Design & Discovery: Gaining insights to data across systems
A strategy for effective data management
SilverRail is a train journey planning, ticketing, and data insight company, servicing some of the largest and most utilised train networks on the planet, as well as public transit networks in Perth, Wellington, Auckland and the United Kingdom.
SilverRail handles more than 1 billion online rail searches each year while distributing tickets for more than 35 partners. They support over 1 500 customers worldwide and process over 30 million bookings each year on their behalf.
The Customer Challenge
The SilverRail journey planning system receives data from multiple rail providers and generates journey plans that include trips across the providers and offers centralised ticketing for users to realise their planned journeys.
As updates to actual train arrival times and delays are published by the various providers, the SilverRail system ingests these updates and pushes changes to existing journeys so that users can re-plan their trips when differences between the timetables occur.
To enhance their offering, SilverRail wants to expand their system capabilities to enable the users of their journey planning software to see a historical representation of the reliability of the various rail services. With this feature, users can see if rail lines in their current plan display a high variance in the reliability of service, and in turn make informed changes to their journey plans.
With the historical data from the timetables and the actual arrival times, SilverRail wants to further enhance their users’ experiences by not only showing the historical variance of the rail services, but also predict if future services will run true to their schedules, based on current conditions.
In addition to predicting the reliability of future journeys, SilverRail wants to provide services around delay prediction. So, in cases where a service has notified SilverRail that there is a delay, SilverRail wants to use the information communicated as part of the delay notification in addition to historical data and other contextual data sources, to predict the severity of the delay.
These new features will assist users in missing fewer connections and enable them to proactively search for alternative journeys – benefits that put SilverRail’s services ahead of other providers, resulting in more engaged users that continue to utilise SilverRail’s services for future journey plans.
The Solution
SilverRail Brisbane engaged with TechConnect through their Discovery & Design (D&D) offering. This is a low-cost short engagement where our technical and business analysts meet with a customer’s team, execute ideation meetings to understand the customers environments, problems, business values, their drivers and success criteria for the envisioned project, and use this information to derive a preliminary cloud solution.

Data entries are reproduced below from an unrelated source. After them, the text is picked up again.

// Client module - the remote economy as a rate-limited capability
pub mod api;
pub mod throttle;

pub use api::SpaceTradersClient;
pub use throttle::Throttle;

use crate::error::ApiError;
use crate::models::*;
use async_trait::async_trait;

pub type ApiResult<T> = Result<T, ApiError>;

/// Every operation the fleet consumes. Each call is one throttled request
/// that either decodes its result or fails with an [`ApiError`].
#[async_trait]
pub trait SpaceTradersApi: Send + Sync {
    async fn get_agent(&self) -> ApiResult<Agent>;
    async fn list_ships(&self) -> ApiResult<Vec<Ship>>;
    /// `None` when the ship has no active cooldown.
    async fn get_ship_cooldown(&self, ship_symbol: &str) -> ApiResult<Option<Cooldown>>;

    async fn list_contracts(&self) -> ApiResult<Vec<Contract>>;
    async fn accept_contract(&self, contract_id: &str) -> ApiResult<ContractAcceptData>;

    async fn navigate_ship(&self, ship_symbol: &str, waypoint_symbol: &str) -> ApiResult<NavigationData>;
    async fn orbit_ship(&self, ship_symbol: &str) -> ApiResult<ShipNav>;
    async fn dock_ship(&self, ship_symbol: &str) -> ApiResult<ShipNav>;
    async fn create_survey(&self, ship_symbol: &str) -> ApiResult<SurveyData>;
    async fn extract_resources(&self, ship_symbol: &str, survey: Option<&Survey>) -> ApiResult<ExtractionData>;
    async fn jettison_cargo(&self, ship_symbol: &str, trade_symbol: &str, units: i32) -> ApiResult<ShipCargo>;
    async fn jump_ship(&self, ship_symbol: &str, system_symbol: &str) -> ApiResult<JumpData>;
    async fn sell_cargo(&self, ship_symbol: &str, trade_symbol: &str, units: i32) -> ApiResult<SellCargoData>;

    async fn list_systems(&self) -> ApiResult<Vec<System>>;
    async fn get_system(&self, system_symbol: &str) -> ApiResult<System>;
    async fn list_waypoints(&self, system_symbol: &str) -> ApiResult<Vec<Waypoint>>;
    async fn get_waypoint(&self, system_symbol: &str, waypoint_symbol: &str) -> ApiResult<Waypoint>;
    async fn get_market(&self, system_symbol: &str, waypoint_symbol: &str) -> ApiResult<Market>;
    async fn get_shipyard(&self, system_symbol: &str, waypoint_symbol: &str) -> ApiResult<Shipyard>;
    async fn get_jump_gate(&self, system_symbol: &str, waypoint_symbol: &str) -> ApiResult<JumpGate>;
}
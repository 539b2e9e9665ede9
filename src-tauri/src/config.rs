//! Application Configuration
//!
//! Resolves where the database and logs live.

use std::path::{Path, PathBuf};

use tauri::{AppHandle, Manager};

/// Database file inside the app data dir
pub const DB_FILE_NAME: &str = "todos.db";
/// Log file stem inside the app log dir
pub const LOG_NAME: &str = "TodoApp";
/// Overrides the database path when set and non-empty
pub const DB_PATH_ENV: &str = "TODO_APP_DB";

#[derive(Debug, Clone, PartialEq, Eq)]
pub struct AppConfig {
    pub db_path: PathBuf,
    pub log_dir: PathBuf,
}

impl AppConfig {
    /// Resolve from the app's platform directories and the environment
    pub fn resolve(app_handle: &AppHandle) -> Result<Self, String> {
        let data_dir = app_handle
            .path()
            .app_data_dir()
            .map_err(|e| format!("Failed to resolve app data dir: {}", e))?;
        let log_dir = app_handle
            .path()
            .app_log_dir()
            .map_err(|e| format!("Failed to resolve app log dir: {}", e))?;

        std::fs::create_dir_all(&data_dir)
            .map_err(|e| format!("Failed to create {}: {}", data_dir.display(), e))?;

        Ok(Self::from_parts(&data_dir, log_dir, std::env::var(DB_PATH_ENV).ok()))
    }

    fn from_parts(data_dir: &Path, log_dir: PathBuf, db_override: Option<String>) -> Self {
        let db_path = match db_override {
            Some(path) if !path.trim().is_empty() => PathBuf::from(path),
            _ => data_dir.join(DB_FILE_NAME),
        };
        Self { db_path, log_dir }
    }
}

Through this process, we analysed SilverRail’s software architecture and requirements to identify a solution and provide strategies on how to achieve the product enhancement objectives.
As SilverRail already leverage the AWS cloud to host their existing journey planning software, we proposed adopting the native AWS services to achieve their objectives. This includes machine learning tools to meet the data prediction and forecasting requirements, and an “extract, transform, load” (ETL) data platform to extract the historical data, and then transform it into a format compatible with the existing journey planner systems.
We presented our solution to SilverRail Brisbane, including detailed concerns specific to SilverRail’s data and its use in the machine learning scenarios required to meet the project requirements.
As part of this engagement, we provided information on the services required to solve the problem, the configuration, and how the services communicate. We also provided estimates of the cost to run the infrastructure and to develop the solution, both in terms of man-power and additional infrastructure and included detailed analysis to justify the selection of each component and presented alternatives, with reasons why they were rejected from the solution. To support the implementation strategy, we included the points of integration with SilverRail’s existing software, a plan of high-level milestones and ways-of-working, and a pathway to production release that does not compromise the SLAs and requirements of SilverRail’s existing solution.
We also presented some machine learning basics and detailed the services that SilverRail could employ to ensure that their experiments, settings, models, datasets, and other machine learning artifacts are well catalogued and understood.
All information was provided with supporting documentation and references so that SilverRail could choose to either engage with TechConnect to implement the solution, or they could realise the solution internally.
The design, delivery methodology and approach to success presented empowered SilverRail with the knowledge and understanding required to take on the project in their team, with full confidence that they can achieve their goals. With this engagement complete, TechConnect remains available to support SilverRail throughout their journey.